Information Technology

  • Expand high-speed internet and broadband connectivity beyond urban centres.
  • Invest in skills development – coding academies, and vocational IT training.
  • Incentivize venture capital and angel funding for tech startups.
  • Attract offshore IT services, and call center outsourcing.
  • Build digital infrastructure for e-commerce and digital finance.

Financial Services

  • Full implementation of Bank Verification Number scheme for identity management.
  • Agent banking and mobile money regulations to broaden financial inclusion.
  • Promote investment advisory services and capital market activity.


  • Improve security situation and infrastructure – airports, hospitality industry capacity.
  • Preserve heritage sites. Showcase festivals, cuisine, culture and ecotourism offerings globally.
  • Relax entry visa rules for visitors from potential target countries.


  • Provide professional training institutes for film, music and media skills.
  • Combat intellectual property violations hurting creative sector revenues.
  • Production incentives to produce Nigerian content for the global market.

Services can become a key differentiator and source of competitive advantage for Nigeria.

Empowering MSMEs

Micro, small and medium enterprises are the lifeblood of any economy. In Nigeria too, MSMEs employ over 80% of the workforce. To nurture this segment:

  • Simplify business registration, licensing and other regulatory processes.
  • Provide entrepreneurship education.
  • Expand financial inclusion through microfinance, and dedicated SME lending schemes by banks.
  • Establish MSME industrial clusters with shared infrastructure.
  • Formalize informal sector businesses for taxation and regulation through supportive policies.
  • Enhance MSME market access through e-commerce platforms, and public procurement quotas.
  • Offer vocational training to improve business skills.

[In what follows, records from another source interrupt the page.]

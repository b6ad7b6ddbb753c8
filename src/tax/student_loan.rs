use super::year::TaxYear;
use super::{RateTable, TaxError};
use crate::money::round2;
use rust_decimal::Decimal;

/// Student loan repayment due on a year's total income
pub fn calculate_student_loan_owed(
    total_income: Decimal,
    tax_year: TaxYear,
) -> Result<Decimal, TaxError> {
    let plan = RateTable::current().year(tax_year)?.student_loan;
    Ok(round2(
        (total_income - plan.threshold).max(Decimal::ZERO) * plan.rate,
    ))
}
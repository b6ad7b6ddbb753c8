//! Company command - director's balance and income by company tax year

use crate::cmd::LedgerArgs;
use clap::Args;
use paye::money::format_gbp;
use paye::tax::CompanyReport;
use rust_decimal::Decimal;
use tabled::{
    settings::{object::Rows, Alignment, Modify, Style},
    Table, Tabled,
};

#[derive(Args, Debug)]
pub struct CompanyCommand {
    /// Company name as it appears in the ledger. All companies when omitted.
    #[arg(short, long)]
    name: Option<String>,

    /// Include future transactions
    #[arg(short, long)]
    future: bool,

    /// Output as JSON instead of formatted text
    #[arg(long)]
    json: bool,
}

impl CompanyCommand {
    pub fn exec(&self, args: &LedgerArgs) -> anyhow::Result<()> {
        let ctx = args.load()?;
        let names: Vec<&str> = match &self.name {
            Some(name) => vec![name.as_str()],
            None => ctx.ledger.companies.iter().map(|c| c.name.as_str()).collect(),
        };

        let reports = names
            .into_iter()
            .map(|name| CompanyReport::build(&ctx.ledger, name, self.future, ctx.today))
            .collect::<Result<Vec<_>, _>>()?;

        if self.json {
            println!("{}", serde_json::to_string_pretty(&reports)?);
        } else {
            for report in &reports {
                print_report(report);
            }
        }
        Ok(())
    }
}

fn print_report(report: &CompanyReport) {
    println!();
    println!("{}", report.name.to_uppercase());
    if report.owed > Decimal::ZERO {
        println!("The company owes you {}", format_gbp(report.owed));
    } else if report.owed < Decimal::ZERO {
        println!("You owe the company {}", format_gbp(report.owed.abs()));
    } else {
        println!("All square with the company");
    }

    let rows: Vec<IncomeRow> = report
        .years
        .iter()
        .flat_map(|year| {
            year.income.iter().map(move |income| IncomeRow {
                tax_year: year.tax_year.to_string(),
                status: year.status.to_string(),
                income_type: income.component_type.to_string(),
                amount: format_gbp(income.amount),
                by_personal_year: income
                    .by_personal_year
                    .iter()
                    .map(|(personal, amount)| format!("{}: {}", personal, format_gbp(*amount)))
                    .collect::<Vec<_>>()
                    .join(", "),
            })
        })
        .collect();

    if rows.is_empty() {
        println!("No income recorded");
    } else {
        let table = Table::new(rows)
            .with(Style::rounded())
            .with(Modify::new(Rows::new(1..)).with(Alignment::right()))
            .to_string();
        println!("{}", table);
    }

    println!();
}

#[derive(Tabled)]
struct IncomeRow {
    #[tabled(rename = "Company Year")]
    tax_year: String,
    #[tabled(rename = "Status")]
    status: String,
    #[tabled(rename = "Type")]
    income_type: String,
    #[tabled(rename = "Amount")]
    amount: String,
    #[tabled(rename = "By Personal Year")]
    by_personal_year: String,
}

A vibrant MSME sector will broaden economic participation.

Regional Development

Nigeria has wide regional economic disparities, with South-South and South-West far ahead of Northern states on growth indicators. To ensure balanced regional progress:

  • Infra, education and healthcare investments to bridge North-South gaps.
  • Leverage each region’s strengths – South as a commercial hub, North’s agriculture etc.
  • Incentivize private investment into remote and backward areas.
  • Implement development plans specific to each geo-economic zone.
  • Increase skilled workforce mobility between progressive and less advanced states through incentives.
  • Devolve more economic decision-making powers and funding to states and local governments.

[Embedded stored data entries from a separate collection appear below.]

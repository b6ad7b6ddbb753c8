//! UK personal tax engine for company directors: PAYE deductions on salary,
//! income tax across salary, interest and dividends, National Insurance and
//! student loan repayments.

pub mod money;
pub mod tax;
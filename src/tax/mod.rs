pub mod components;
pub mod income;
pub mod ledger;
pub mod predict;
pub mod rates;
pub mod report;
pub mod student_loan;
pub mod year;

use chrono::NaiveDate;

pub use components::{
    annotate_salary_component, derive_transaction_amount, extract_components, AnnotatedComponent,
    ComponentFilter, Income, SalaryBreakdown, YearToDate,
};
pub use income::{calculate_income_tax_owed, calculate_personal_allowance, IncomeTaxOwed, Tranche};
pub use ledger::{
    read_ledger_json, Company, Component, ComponentKind, ComponentType, HmrcPayment, Ledger,
    SalaryComponent, TaxReturn, Transaction,
};
pub use predict::{
    predict_directors_employee_ni, predict_employee_ni, predict_income_tax, predict_student_loan,
};
pub use rates::{RateTable, YearRates};
pub use report::{
    payment_components, payment_rows, personal_tax_years, CompanyReport, PaymentRow,
    PersonalYearReport, YearStatus,
};
pub use student_loan::calculate_student_loan_owed;
pub use year::{resolve_tax_year, MonthStart, TaxYear};

/// Errors from the tax engine. All of them mean the inputs fall outside what
/// the rate table or ledger describes.
#[derive(Debug, thiserror::Error, PartialEq, Eq)]
pub enum TaxError {
    #[error("no rates available for tax year {0}")]
    UnsupportedTaxYear(TaxYear),
    #[error("no National Insurance rates in effect on {0}")]
    NoNationalInsurancePeriod(NaiveDate),
    #[error("unknown company: {0}")]
    UnknownCompany(String),
    #[error("invalid company month start {0} (expected 1-12)")]
    InvalidMonthStart(u32),
}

Reducing regional inequality through location-specific strategies can accelerate inclusive national development.


Nigeria possesses immense potential to become a leading global economy. But the country has so far failed to translate its human and natural resources into broad-based development. Pragmatic economic reforms, investments into both physical and social infrastructure, human capital development and nurturing MSMEs can put Nigeria on a high-growth trajectory. With visionary leadership committed to long-term structural transformation, Nigeria can fulfil its ambition of becoming a prosperous nation in the coming decades. The time to fix Nigeria’s foundation and work towards its economic potential is now.